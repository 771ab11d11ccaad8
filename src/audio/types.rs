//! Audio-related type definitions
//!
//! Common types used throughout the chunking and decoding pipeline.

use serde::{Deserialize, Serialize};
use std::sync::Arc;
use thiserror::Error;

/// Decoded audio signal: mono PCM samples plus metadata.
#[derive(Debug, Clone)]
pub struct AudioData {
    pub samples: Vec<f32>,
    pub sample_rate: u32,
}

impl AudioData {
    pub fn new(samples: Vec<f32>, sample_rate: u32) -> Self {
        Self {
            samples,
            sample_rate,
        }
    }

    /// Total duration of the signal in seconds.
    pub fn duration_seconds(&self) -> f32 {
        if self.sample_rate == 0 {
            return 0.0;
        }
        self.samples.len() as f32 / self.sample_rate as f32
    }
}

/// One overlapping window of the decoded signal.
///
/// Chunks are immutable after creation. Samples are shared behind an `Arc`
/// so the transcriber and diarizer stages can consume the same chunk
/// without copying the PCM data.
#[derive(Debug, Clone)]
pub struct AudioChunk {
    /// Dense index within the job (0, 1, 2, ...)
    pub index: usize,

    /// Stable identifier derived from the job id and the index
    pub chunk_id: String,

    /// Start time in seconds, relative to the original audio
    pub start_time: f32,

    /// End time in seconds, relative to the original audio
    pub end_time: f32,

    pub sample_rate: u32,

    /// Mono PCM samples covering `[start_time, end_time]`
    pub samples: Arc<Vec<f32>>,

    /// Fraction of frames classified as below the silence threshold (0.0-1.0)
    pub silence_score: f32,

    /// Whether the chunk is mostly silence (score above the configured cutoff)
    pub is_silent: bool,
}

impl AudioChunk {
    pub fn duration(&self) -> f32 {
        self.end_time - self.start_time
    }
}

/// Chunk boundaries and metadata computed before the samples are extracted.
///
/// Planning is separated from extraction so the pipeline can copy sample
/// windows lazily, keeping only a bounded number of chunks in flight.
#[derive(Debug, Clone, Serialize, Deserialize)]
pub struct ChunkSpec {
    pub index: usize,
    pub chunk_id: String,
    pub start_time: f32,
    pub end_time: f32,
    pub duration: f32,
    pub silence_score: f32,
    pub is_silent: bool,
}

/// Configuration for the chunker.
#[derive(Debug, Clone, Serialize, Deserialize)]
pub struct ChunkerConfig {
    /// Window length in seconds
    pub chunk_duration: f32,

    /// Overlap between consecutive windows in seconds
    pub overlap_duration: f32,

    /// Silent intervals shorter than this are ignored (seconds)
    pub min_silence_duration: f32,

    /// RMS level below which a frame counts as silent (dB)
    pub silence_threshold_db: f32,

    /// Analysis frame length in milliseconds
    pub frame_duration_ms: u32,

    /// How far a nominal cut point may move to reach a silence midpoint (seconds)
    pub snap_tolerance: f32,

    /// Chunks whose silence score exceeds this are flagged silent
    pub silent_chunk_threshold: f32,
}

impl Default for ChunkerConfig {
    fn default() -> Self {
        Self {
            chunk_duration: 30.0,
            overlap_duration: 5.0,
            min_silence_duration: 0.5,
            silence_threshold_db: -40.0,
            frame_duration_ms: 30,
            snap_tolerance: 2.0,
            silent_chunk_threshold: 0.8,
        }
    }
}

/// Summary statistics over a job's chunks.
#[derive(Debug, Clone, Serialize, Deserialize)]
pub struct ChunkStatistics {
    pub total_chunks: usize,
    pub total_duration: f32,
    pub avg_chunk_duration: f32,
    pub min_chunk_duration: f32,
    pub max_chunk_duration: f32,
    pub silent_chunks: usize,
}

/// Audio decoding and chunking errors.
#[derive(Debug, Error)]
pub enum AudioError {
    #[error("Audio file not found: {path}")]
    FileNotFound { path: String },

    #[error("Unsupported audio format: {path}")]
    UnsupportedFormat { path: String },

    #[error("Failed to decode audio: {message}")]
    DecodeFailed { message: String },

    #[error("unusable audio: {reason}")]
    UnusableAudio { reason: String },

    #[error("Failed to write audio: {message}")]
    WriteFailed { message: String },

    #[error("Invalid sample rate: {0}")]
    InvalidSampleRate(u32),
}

══════════

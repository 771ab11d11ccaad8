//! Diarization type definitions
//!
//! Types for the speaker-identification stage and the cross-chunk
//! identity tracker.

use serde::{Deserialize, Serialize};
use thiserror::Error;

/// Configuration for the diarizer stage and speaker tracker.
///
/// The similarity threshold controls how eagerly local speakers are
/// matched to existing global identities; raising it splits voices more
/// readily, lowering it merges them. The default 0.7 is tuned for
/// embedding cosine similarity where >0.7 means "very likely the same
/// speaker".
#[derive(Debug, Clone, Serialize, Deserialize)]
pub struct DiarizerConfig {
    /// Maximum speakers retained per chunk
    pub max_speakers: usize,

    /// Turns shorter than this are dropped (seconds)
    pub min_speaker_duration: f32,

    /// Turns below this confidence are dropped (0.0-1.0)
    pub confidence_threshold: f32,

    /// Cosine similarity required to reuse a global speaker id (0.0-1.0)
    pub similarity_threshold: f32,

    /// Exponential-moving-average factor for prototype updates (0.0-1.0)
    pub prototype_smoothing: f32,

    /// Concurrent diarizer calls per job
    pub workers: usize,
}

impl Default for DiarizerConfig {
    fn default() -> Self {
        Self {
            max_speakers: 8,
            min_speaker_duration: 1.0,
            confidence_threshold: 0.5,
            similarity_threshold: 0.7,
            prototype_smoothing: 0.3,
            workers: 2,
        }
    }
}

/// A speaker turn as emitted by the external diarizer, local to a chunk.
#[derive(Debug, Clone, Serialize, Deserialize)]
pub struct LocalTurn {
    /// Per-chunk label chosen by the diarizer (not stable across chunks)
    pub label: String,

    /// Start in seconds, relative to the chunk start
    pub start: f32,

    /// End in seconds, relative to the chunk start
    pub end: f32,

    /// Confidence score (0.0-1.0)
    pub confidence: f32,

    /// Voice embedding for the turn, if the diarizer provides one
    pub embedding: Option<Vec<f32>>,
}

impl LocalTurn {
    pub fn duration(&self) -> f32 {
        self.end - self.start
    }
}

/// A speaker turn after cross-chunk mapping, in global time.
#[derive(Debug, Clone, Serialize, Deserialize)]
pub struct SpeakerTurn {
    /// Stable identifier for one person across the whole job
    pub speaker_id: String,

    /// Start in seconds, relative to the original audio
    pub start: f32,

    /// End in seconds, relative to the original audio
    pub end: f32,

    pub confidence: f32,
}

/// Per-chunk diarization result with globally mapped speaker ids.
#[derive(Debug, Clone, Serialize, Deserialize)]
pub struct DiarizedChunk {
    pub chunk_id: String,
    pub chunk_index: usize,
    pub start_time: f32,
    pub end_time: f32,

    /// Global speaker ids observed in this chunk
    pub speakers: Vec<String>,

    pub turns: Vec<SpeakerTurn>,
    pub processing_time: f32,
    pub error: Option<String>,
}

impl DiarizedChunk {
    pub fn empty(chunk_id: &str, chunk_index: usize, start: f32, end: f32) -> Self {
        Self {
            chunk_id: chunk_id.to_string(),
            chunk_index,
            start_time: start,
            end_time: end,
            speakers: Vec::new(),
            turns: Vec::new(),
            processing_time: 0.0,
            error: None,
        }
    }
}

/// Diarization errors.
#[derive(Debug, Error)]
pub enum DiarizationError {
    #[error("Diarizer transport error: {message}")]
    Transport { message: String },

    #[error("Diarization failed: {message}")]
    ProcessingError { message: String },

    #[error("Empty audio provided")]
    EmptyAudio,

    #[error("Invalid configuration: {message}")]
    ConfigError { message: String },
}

══════════

From the listing above, copy every line where the string "than" is found.

**Solution for this exercise**:
    /// Silent intervals shorter than this are ignored (seconds)
    /// Turns shorter than this are dropped (seconds)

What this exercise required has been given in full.